§ **Exercise requirements**
Read the data and repeat all of it exactly.
☆ ☆ ☆
//! Week classification by distance from race week.
//!
//! `weeks_from_end` (wFE) counts down to the race: 0 is race week,
//! 1 the last training week, and so on.

use serde::Serialize;

/// Reduced-volume recovery week
pub fn is_cutback_wfe(weeks_from_end: u32) -> bool {
    weeks_from_end == 2
        || weeks_from_end == 5
        || (weeks_from_end >= 9 && (weeks_from_end - 9) % 4 == 0)
}

/// Week that carries one tempo run. Never true for a cutback week.
pub fn is_tempo_wfe(weeks_from_end: u32) -> bool {
    if weeks_from_end <= 3 || is_cutback_wfe(weeks_from_end) {
        return false;
    }
    if matches!(weeks_from_end, 4 | 6 | 8 | 11) {
        return true;
    }
    weeks_from_end >= 12 && weeks_from_end % 3 == 2
}

/// Training phase of a week
#[derive(Clone, Copy, Debug, Serialize, PartialEq, Eq)]
#[serde(rename_all = "snake_case")]
pub enum WeekPhase {
    Race,
    Taper,
    Cutback,
    Tempo,
    Standard,
}

/// Derived classification for one plan week
#[derive(Clone, Copy, Debug, Serialize, PartialEq, Eq)]
pub struct WeekInfo {
    pub week: u32,
    pub weeks_from_end: u32,
    pub race: bool,
    pub cutback: bool,
    pub tempo: bool,
}

impl WeekInfo {
    /// Classify week `week` (1-indexed) of a `total_weeks` plan
    pub fn for_week(week: u32, total_weeks: u32) -> Self {
        let weeks_from_end = total_weeks.saturating_sub(week);
        let race = week >= total_weeks;
        let cutback = !race && is_cutback_wfe(weeks_from_end);
        let tempo = !race && !cutback && is_tempo_wfe(weeks_from_end);

        Self {
            week,
            weeks_from_end,
            race,
            cutback,
            tempo,
        }
    }

    /// Phase label; taper wins over cutback in the last two training weeks
    pub fn phase(&self) -> WeekPhase {
        if self.race {
            WeekPhase::Race
        } else if self.weeks_from_end <= 2 {
            WeekPhase::Taper
        } else if self.cutback {
            WeekPhase::Cutback
        } else if self.tempo {
            WeekPhase::Tempo
        } else {
            WeekPhase::Standard
        }
    }
}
☆ ☆ ☆
§ **Reply**
//! Week classification by distance from race week.
//!
//! `weeks_from_end` (wFE) counts down to the race: 0 is race week,
//! 1 the last training week, and so on.

use serde::Serialize;

/// Reduced-volume recovery week
pub fn is_cutback_wfe(weeks_from_end: u32) -> bool {
    weeks_from_end == 2
        || weeks_from_end == 5
        || (weeks_from_end >= 9 && (weeks_from_end - 9) % 4 == 0)
}

/// Week that carries one tempo run. Never true for a cutback week.
pub fn is_tempo_wfe(weeks_from_end: u32) -> bool {
    if weeks_from_end <= 3 || is_cutback_wfe(weeks_from_end) {
        return false;
    }
    if matches!(weeks_from_end, 4 | 6 | 8 | 11) {
        return true;
    }
    weeks_from_end >= 12 && weeks_from_end % 3 == 2
}

/// Training phase of a week
#[derive(Clone, Copy, Debug, Serialize, PartialEq, Eq)]
#[serde(rename_all = "snake_case")]
pub enum WeekPhase {
    Race,
    Taper,
    Cutback,
    Tempo,
    Standard,
}

/// Derived classification for one plan week
#[derive(Clone, Copy, Debug, Serialize, PartialEq, Eq)]
pub struct WeekInfo {
    pub week: u32,
    pub weeks_from_end: u32,
    pub race: bool,
    pub cutback: bool,
    pub tempo: bool,
}

impl WeekInfo {
    /// Classify week `week` (1-indexed) of a `total_weeks` plan
    pub fn for_week(week: u32, total_weeks: u32) -> Self {
        let weeks_from_end = total_weeks.saturating_sub(week);
        let race = week >= total_weeks;
        let cutback = !race && is_cutback_wfe(weeks_from_end);
        let tempo = !race && !cutback && is_tempo_wfe(weeks_from_end);

        Self {
            week,
            weeks_from_end,
            race,
            cutback,
            tempo,
        }
    }

    /// Phase label; taper wins over cutback in the last two training weeks
    pub fn phase(&self) -> WeekPhase {
        if self.race {
            WeekPhase::Race
        } else if self.weeks_from_end <= 2 {
            WeekPhase::Taper
        } else if self.cutback {
            WeekPhase::Cutback
        } else if self.tempo {
            WeekPhase::Tempo
        } else {
            WeekPhase::Standard
        }
    }
}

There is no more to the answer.